• **Material provided**:
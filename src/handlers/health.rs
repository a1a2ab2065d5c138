//! Health check handlers

use axum::{Json, Router, extract::State, http::StatusCode, routing::get};
use serde::Serialize;

use crate::{db, state::AppState};

/// Health check response
#[derive(Debug, Serialize)]
pub struct HealthResponse {
    pub status: String,
    pub version: String,
}

/// Liveness endpoint
async fn health_check() -> Json<HealthResponse> {
    Json(HealthResponse {
        status: "healthy".to_string(),
        version: env!("CARGO_PKG_VERSION").to_string(),
    })
}

/// Readiness endpoint: the database must answer
async fn readiness_check(State(state): State<AppState>) -> (StatusCode, Json<HealthResponse>) {
    let (code, status) = match db::connection::ping(state.db()).await {
        Ok(()) => (StatusCode::OK, "ready"),
        Err(e) => {
            tracing::warn!(error = %e, "Readiness check failed");
            (StatusCode::SERVICE_UNAVAILABLE, "unavailable")
        }
    };

    (
        code,
        Json(HealthResponse {
            status: status.to_string(),
            version: env!("CARGO_PKG_VERSION").to_string(),
        }),
    )
}

/// Health routes
pub fn routes() -> Router<AppState> {
    Router::new()
        .route("/health", get(health_check))
        .route("/health/ready", get(readiness_check))
}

• **What the task requires**: Lines with the string "AppState": pick each one out of the material and return it.

• **Solution**:
use crate::{db, state::AppState};
async fn readiness_check(State(state): State<AppState>) -> (StatusCode, Json<HealthResponse>) {
pub fn routes() -> Router<AppState> {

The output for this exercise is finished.